Obiettivi declamati: innovazione, digitale, economia verde. Interventi concreti: mattone e auto. Giuseppe Conte batte e ribatte sulla “fase 3”, quella dell’economia sostenibile per ricostruire l’Italia ma poi rispunta, come in passato, solo il mattone e l’auto. Il presidente del Consiglio, superata la “fase 1” (contenimento dei contagi del Coronavirus) e la “fase 2” (la riapertura delle attività commerciali e produttive) cerca di mettere a punto la ripresa.
Con i decreti “Cura Italia” e “Rilancio” ha stanziato oltre 80 miliardi di euro in deficit e punta a recuperarne almeno altri 200 dagli aiuti europei per sostenere le imprese e l’occupazione. Discussioni, riunioni, consultazioni, idee si sono susseguite quasi senza interruzione. A giugno ha convocato gli Stati Generali dell’economia a Villa Pamphilj a Roma. Su “Progettiamo il rilancio” ha ascoltato centinaia di persone per nove giorni. L’obiettivo era ed è di utilizzare la tragica pandemia per cambiare tutto: «Dobbiamo reinventare il Paese che vogliamo».

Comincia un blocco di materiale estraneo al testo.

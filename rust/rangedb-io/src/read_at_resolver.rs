use async_trait::async_trait;
use rangedb_common::{Result, error::Error, verify_arg};

use crate::{RangeRequest, RangeResolver, RangeResponse, ReadAt};

/// Serves range requests from a local [`ReadAt`] source.
///
/// Every request observes the size of the source at the time it is served, so an
/// append between two calls shows up as an integrity failure for requests that pinned
/// the earlier length.
pub struct ReadAtResolver<R> {
    reader: R,
    name: String,
}

impl<R: ReadAt> ReadAtResolver<R> {
    pub fn new(reader: R) -> ReadAtResolver<R> {
        ReadAtResolver::with_name(reader, "memory")
    }

    /// Creates a resolver whose errors are reported against `name`.
    pub fn with_name(reader: R, name: impl Into<String>) -> ReadAtResolver<R> {
        ReadAtResolver {
            reader,
            name: name.into(),
        }
    }

    pub fn reader(&self) -> &R {
        &self.reader
    }

    fn read(&self, request: &RangeRequest) -> Result<RangeResponse> {
        verify_arg!(request, request.end >= request.start);
        let total_length = self
            .reader
            .size()
            .map_err(|e| Error::io(self.name.clone(), e))?;
        request.check_integrity(&self.name, total_length)?;
        let data = self
            .reader
            .read_at(request.start..request.end.saturating_add(1))
            .map_err(|e| Error::io(self.name.clone(), e))?;
        Ok(RangeResponse { data, total_length })
    }
}

#[async_trait]
impl<R: ReadAt> RangeResolver for ReadAtResolver<R> {
    async fn resolve(&self, ranges: &[RangeRequest]) -> Result<Vec<RangeResponse>> {
        log::trace!("{}: resolving {} range(s)", self.name, ranges.len());
        ranges.iter().map(|request| self.read(request)).collect()
    }
}

#[cfg(test)]
mod tests {
    use std::sync::Arc;

    use crate::{Bytes, GrowableBuffer, RangeRequest, RangeResolver, ReadAtResolver};

    #[tokio::test]
    async fn test_resolve_in_request_order() {
        let resolver = ReadAtResolver::new(Bytes::from(b"abcdefghij".to_vec()));
        let responses = resolver
            .resolve(&[RangeRequest::new(5, 6), RangeRequest::new(0, 1)])
            .await
            .expect("resolve");
        assert_eq!(responses[0].data.as_ref(), b"fg");
        assert_eq!(responses[1].data.as_ref(), b"ab");
        assert_eq!(responses[0].total_length, 10);
    }

    #[tokio::test]
    async fn test_expected_length_mismatch() {
        let buffer = Arc::new(GrowableBuffer::new(b"abcd".as_slice()));
        let resolver = ReadAtResolver::new(buffer.clone());
        let pinned = RangeRequest::new(0, 1).with_expected_length(Some(4));
        resolver.resolve(&[pinned]).await.expect("resolve");

        buffer.append(b"ef");
        let err = resolver.resolve(&[pinned]).await.unwrap_err();
        assert!(err.is_integrity());
    }

    #[tokio::test]
    async fn test_inverted_range_is_rejected() {
        let resolver = ReadAtResolver::new(Bytes::from(b"abcd".to_vec()));
        let request = RangeRequest {
            start: 3,
            end: 1,
            expected_length: None,
        };
        assert!(resolver.resolve(&[request]).await.is_err());
    }
}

Però, per ora, si è visto ben poco per arrivare a questi ambiziosi traguardi. I cardini della manovra dell’esecutivo per la ripresa sono soprattutto due: 1) i bonus fiscali al 110% per ristrutturare case-villette in chiave di risparmio energetico o di messa in sicurezza anti terremoti; 2) gli incentivi per l’acquisto di auto elettriche, ibride o con motore termico euro 6. Sono interventi importanti per rivitalizzare con una “spruzzata di verde” settori rilevanti per l’Italia come l’immobiliare e l’auto (due comparti particolarmente devastati dagli effetti del Covid-19) ma certamente non bastano e non sono le grandi novità annunciate.
La valanga di sussidi e di cassa integrazione (che in molti casi ancora non sono arrivati agli interessati), la cascata dei molteplici bonus fiscali (tipo quello per le vacanze accettati da ben pochi alberghi sia pure in crisi) possono solo tamponare il tracollo dei settori più in ginocchio (dal turismo al commercio, dalla cultura all’industria manifatturiera). Ma senza una strategia industriale di progetti concreti d’investimento nei settori cruciali l’Italia rischia di franare. Di investimenti invece se ne vedono ben pochi: dall’industria verde alle bonifiche ambientali, dall’innovazione tecnologica alle opere pubbliche al turismo. I tentacoli della burocrazia, inoltre, restano soffocanti. L’invito alla “concretezza” lanciato da Sergio Mattarella è rimasto lettera morta.
Conte e i ministri del governo giallo-rosso parlano molto su televisioni, giornali ed Internet ma su tutto aleggia l’incertezza e la tecnica del rinvio (l’utilizzo del Mes per gli investimenti nella sanità, la possibile revoca delle concessioni ai Benetton per le autostrade, l’eternamente commissariata Alitalia, la boccheggiante acciaieria ex Ilva di Taranto).
Conte ha accarezzato il cuore degli italiani, molto sensibile da sempre al mattone e all’auto. Ma il cuore degli italiani batte con forza anche per il taglio delle tasse e per l’ambiente. Il presidente del Consiglio a dicembre aveva promesso il “paradiso fiscale” e una dura lotta all’evasione. Alla fine degli Stati Generali ha ipotizzato la riduzione dell’Iva, poi ha fatto una mezza marcia indietro, quindi ha ribadito la volontà di una «riforma fiscale organica». Tuttavia subito dopo il presidente del Consiglio ha raffreddato le speranze: «Una riforma fiscale non si fa in pochi giorni». Ora tutte le speranze sono appuntate sul Piano nazionale di riforma (Pnr) all’esame del governo.